**About this task**
Lines of the listing below that contain the string "AppState" are to be returned.

________________________

use std::sync::Arc;
use std::time::Duration;

use axum::extract::ws::{WebSocket, WebSocketUpgrade};
use axum::extract::State;
use axum::http::StatusCode;
use axum::response::IntoResponse;
use axum::routing::get;
use axum::Router;
use metrics::counter;
use metrics_exporter_prometheus::PrometheusHandle;
use tokio::sync::mpsc;
use tokio_util::sync::CancellationToken;
use tower_http::cors::CorsLayer;

use poker_core::CardSource;
use poker_engine::{ManagerConfig, SessionManager};

use crate::client::{self, ClientId, ClientRegistry};
use crate::gateway::ProjectChannelGateway;
use crate::handlers::{self, HandlerState};
use crate::metrics::WS_CONNECTIONS_TOTAL;
use crate::rpc::{RpcRequest, RpcResponse};

/// Server configuration.
#[derive(Clone, Debug)]
pub struct ServerConfig {
    pub host: String,
    /// `0` binds an ephemeral port; the chosen one is on [`ServerHandle::port`].
    pub port: u16,
    pub max_send_queue: usize,
    pub heartbeat_interval: Duration,
}

impl Default for ServerConfig {
    fn default() -> Self {
        Self {
            host: "127.0.0.1".to_string(),
            port: 8080,
            max_send_queue: 256,
            heartbeat_interval: Duration::from_secs(30),
        }
    }
}

/// Shared application state passed to Axum handlers.
#[derive(Clone)]
pub struct AppState {
    pub handler_state: Arc<HandlerState>,
    pub client_registry: Arc<ClientRegistry>,
    pub metrics: Option<PrometheusHandle>,
    pub heartbeat_interval: Duration,
}

/// Build the Axum router with all routes.
pub fn build_router(state: AppState) -> Router {
    Router::new()
        .route("/ws", get(ws_handler))
        .route("/health", get(health_handler))
        .route("/metrics", get(metrics_handler))
        .with_state(state)
        .layer(CorsLayer::permissive())
}

/// Wire the card source, gateway and session manager together and start
/// serving. Returns a handle to shut it down.
pub async fn start(
    config: ServerConfig,
    cards: Arc<dyn CardSource>,
    manager_config: ManagerConfig,
    metrics: Option<PrometheusHandle>,
) -> Result<ServerHandle, std::io::Error> {
    let client_registry = Arc::new(ClientRegistry::new(config.max_send_queue));
    let gateway = Arc::new(ProjectChannelGateway::new(Arc::clone(&client_registry)));
    let manager = SessionManager::new(cards, gateway, manager_config);
    let handler_state = Arc::new(HandlerState::new(manager.clone(), Arc::clone(&client_registry)));

    let shutdown = CancellationToken::new();
    let cleanup = start_cleanup_task(
        Arc::clone(&handler_state),
        config.heartbeat_interval,
        shutdown.clone(),
    );

    let app_state = AppState {
        handler_state,
        client_registry,
        metrics,
        heartbeat_interval: config.heartbeat_interval,
    };

    let router = build_router(app_state);
    let addr = format!("{}:{}", config.host, config.port);
    let listener = tokio::net::TcpListener::bind(&addr).await?;
    let local_addr = listener.local_addr()?;

    tracing::info!(addr = %local_addr, "planning poker server started");

    let server_shutdown = shutdown.clone();
    let server = tokio::spawn(async move {
        let result = axum::serve(listener, router)
            .with_graceful_shutdown(async move { server_shutdown.cancelled().await })
            .await;
        if let Err(e) = result {
            tracing::error!(error = %e, "server stopped with error");
        }
    });

    Ok(ServerHandle {
        port: local_addr.port(),
        manager,
        shutdown,
        server,
        _cleanup: cleanup,
    })
}

/// Handle returned by `start()`; keeps background tasks alive.
pub struct ServerHandle {
    pub port: u16,
    manager: SessionManager,
    shutdown: CancellationToken,
    server: tokio::task::JoinHandle<()>,
    _cleanup: tokio::task::JoinHandle<()>,
}

impl ServerHandle {
    pub fn manager(&self) -> &SessionManager {
        &self.manager
    }

    /// Stop accepting connections and wait for the listener to wind down.
    pub async fn shutdown(self) {
        self.shutdown.cancel();
        let _ = self.server.await;
        tracing::info!("planning poker server stopped");
    }
}

/// WebSocket upgrade handler.
async fn ws_handler(ws: WebSocketUpgrade, State(state): State<AppState>) -> impl IntoResponse {
    ws.on_upgrade(move |socket| handle_socket(socket, state))
}

/// Serve one connection; release its seats when it goes away.
async fn handle_socket(socket: WebSocket, state: AppState) {
    let (client_id, rx) = state.client_registry.register();
    counter!(WS_CONNECTIONS_TOTAL).increment(1);
    tracing::info!(client_id = %client_id, "websocket client connected");

    // Per-connection queue keeps one client's requests in order while
    // other clients proceed independently.
    let (msg_tx, msg_rx) = mpsc::channel::<(ClientId, String)>(64);
    let rpc = tokio::spawn(process_rpc_messages(
        msg_rx,
        Arc::clone(&state.handler_state),
        Arc::clone(&state.client_registry),
    ));

    client::handle_ws_connection(
        socket,
        client_id.clone(),
        rx,
        Arc::clone(&state.client_registry),
        msg_tx,
        state.heartbeat_interval,
    )
    .await;

    // The reader dropped its sender; let in-flight requests finish first.
    let _ = rpc.await;
    state.handler_state.release_client(&client_id).await;
    tracing::info!(client_id = %client_id, "websocket client disconnected");
}

/// Health check HTTP endpoint.
async fn health_handler(State(state): State<AppState>) -> impl IntoResponse {
    let resp = handlers::health(&state.handler_state, None);
    (StatusCode::OK, axum::Json(resp.result.unwrap_or_default()))
}

/// Prometheus text exposition.
async fn metrics_handler(State(state): State<AppState>) -> impl IntoResponse {
    match &state.metrics {
        Some(handle) => (StatusCode::OK, handle.render()),
        None => (StatusCode::NOT_FOUND, "metrics recorder not installed".to_string()),
    }
}

/// Process incoming RPC messages from one WebSocket client.
async fn process_rpc_messages(
    mut rx: mpsc::Receiver<(ClientId, String)>,
    state: Arc<HandlerState>,
    registry: Arc<ClientRegistry>,
) {
    while let Some((client_id, raw_message)) = rx.recv().await {
        let request: RpcRequest = match serde_json::from_str(&raw_message) {
            Ok(req) => req,
            Err(_) => {
                let resp = RpcResponse::parse_error();
                if let Ok(json) = serde_json::to_string(&resp) {
                    let _ = registry.send_to(&client_id, json);
                }
                continue;
            }
        };

        let params = request.params.unwrap_or(serde_json::json!({}));
        let response =
            handlers::dispatch(&state, &client_id, &request.method, &params, request.id).await;
        if let Some(code) = response.error_code() {
            tracing::debug!(client_id = %client_id, method = %request.method, code, "rpc request failed");
        }

        if let Ok(json) = serde_json::to_string(&response) {
            let _ = registry.send_to(&client_id, json);
        }
    }
}

/// Periodically release clients that stopped answering pings.
fn start_cleanup_task(
    state: Arc<HandlerState>,
    heartbeat: Duration,
    shutdown: CancellationToken,
) -> tokio::task::JoinHandle<()> {
    let timeout = client::client_timeout(heartbeat);
    tokio::spawn(async move {
        let mut ticker = tokio::time::interval(heartbeat);
        loop {
            tokio::select! {
                () = shutdown.cancelled() => break,
                _ = ticker.tick() => {}
            }
            let dead = state.registry.dead_clients(timeout);
            for client_id in &dead {
                state.release_client(client_id).await;
            }
            if !dead.is_empty() {
                tracing::info!(removed = dead.len(), "dead client cleanup");
            }
        }
    })
}
use crate::cards::CardSourceError;

/// Failure of a participant action against a planning poker session.
///
/// Every variant leaves the session untouched and nothing is broadcast.
/// The coordinator never retries; the caller decides whether to resubmit.
#[derive(Clone, Debug, PartialEq, thiserror::Error)]
pub enum CoordinatorError {
    #[error("no active planning poker session")]
    SessionNotFound,

    #[error("only the host may perform this action")]
    NotHost,

    #[error("user {0} has not joined this session")]
    NotParticipant(String),

    #[error("invalid action: {0}")]
    InvalidAction(String),

    #[error("card source failure: {0}")]
    AdapterFailure(String),
}

impl CoordinatorError {
    pub fn invalid(reason: impl Into<String>) -> Self {
        Self::InvalidAction(reason.into())
    }

    /// Short classification string for logging, metrics and wire error codes.
    pub fn error_kind(&self) -> &'static str {
        match self {
            Self::SessionNotFound => "session_not_found",
            Self::NotHost => "not_host",
            Self::NotParticipant(_) => "not_participant",
            Self::InvalidAction(_) => "invalid_action",
            Self::AdapterFailure(_) => "adapter_failure",
        }
    }
}

impl From<CardSourceError> for CoordinatorError {
    fn from(e: CardSourceError) -> Self {
        Self::AdapterFailure(e.to_string())
    }
}

#[cfg(test)]
mod tests {
    use super::*;

    #[test]
    fn error_kind_strings() {
        assert_eq!(CoordinatorError::SessionNotFound.error_kind(), "session_not_found");
        assert_eq!(CoordinatorError::NotHost.error_kind(), "not_host");
        assert_eq!(
            CoordinatorError::NotParticipant("u1".into()).error_kind(),
            "not_participant"
        );
        assert_eq!(CoordinatorError::invalid("nope").error_kind(), "invalid_action");
        assert_eq!(
            CoordinatorError::AdapterFailure("db down".into()).error_kind(),
            "adapter_failure"
        );
    }

    #[test]
    fn card_source_error_maps_to_adapter_failure() {
        let err: CoordinatorError = CardSourceError::Unavailable("timeout".into()).into();
        assert!(matches!(err, CoordinatorError::AdapterFailure(ref m) if m.contains("timeout")));
    }

    #[test]
    fn display_includes_reason() {
        let err = CoordinatorError::invalid("vote value 7 is not allowed");
        assert_eq!(err.to_string(), "invalid action: vote value 7 is not allowed");
    }
}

________________________

**Task answer**
pub struct AppState {
pub fn build_router(state: AppState) -> Router {
    let app_state = AppState {
async fn ws_handler(ws: WebSocketUpgrade, State(state): State<AppState>) -> impl IntoResponse {
async fn handle_socket(socket: WebSocket, state: AppState) {
async fn health_handler(State(state): State<AppState>) -> impl IntoResponse {
async fn metrics_handler(State(state): State<AppState>) -> impl IntoResponse {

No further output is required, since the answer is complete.